• WHAT THIS TASK INVOLVES:
Below are records; reproduce exactly the lines from the one that has "to Jaeger when" through the one that has "global::set_text_map_propagator(TraceContextPropagator::new());", ends included, and nothing more.

----- DATA PROVIDED

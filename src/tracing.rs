//! Tracing (logging)

use crate::cli::CommandLineArgs;

use opentelemetry::global;
use opentelemetry::sdk::propagation::TraceContextPropagator;
use tracing_subscriber::{layer::SubscriberExt, util::SubscriberInitExt};

/// Initlialise tracing (logging)
///
/// Applies a filter based on the `RUST_LOG` environment variable, falling back to enable debug
/// logging for this crate and tower_http if not set. Spans are also exported to Jaeger when
/// enabled on the command line.
///
/// # Arguments
///
/// * `args`: Command line arguments
pub fn init_tracing(args: &CommandLineArgs) {
    let subscriber = tracing_subscriber::registry()
        .with(
            tracing_subscriber::EnvFilter::try_from_default_env()
                .unwrap_or_else(|_| "chartstats=debug,tower_http=debug".into()),
        )
        .with(tracing_subscriber::fmt::layer());
    if args.enable_jaeger {
        global::set_text_map_propagator(TraceContextPropagator::new());
        let tracer = opentelemetry_jaeger::new_agent_pipeline()
            .with_service_name("chartstats")
            .install_simple()
            .expect("Failed to initialise Jaeger tracer");
        subscriber
            .with(tracing_opentelemetry::layer().with_tracer(tracer))
            .init();
    } else {
        subscriber.init();
    }
}

/// Flush any spans not yet exported.
pub fn shutdown_tracing() {
    global::shutdown_tracer_provider();
}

----------

• ANSWER:
/// logging for this crate and tower_http if not set. Spans are also exported to Jaeger when
/// enabled on the command line.
///
/// # Arguments
///
/// * `args`: Command line arguments
pub fn init_tracing(args: &CommandLineArgs) {
    let subscriber = tracing_subscriber::registry()
        .with(
            tracing_subscriber::EnvFilter::try_from_default_env()
                .unwrap_or_else(|_| "chartstats=debug,tower_http=debug".into()),
        )
        .with(tracing_subscriber::fmt::layer());
    if args.enable_jaeger {
        global::set_text_map_propagator(TraceContextPropagator::new());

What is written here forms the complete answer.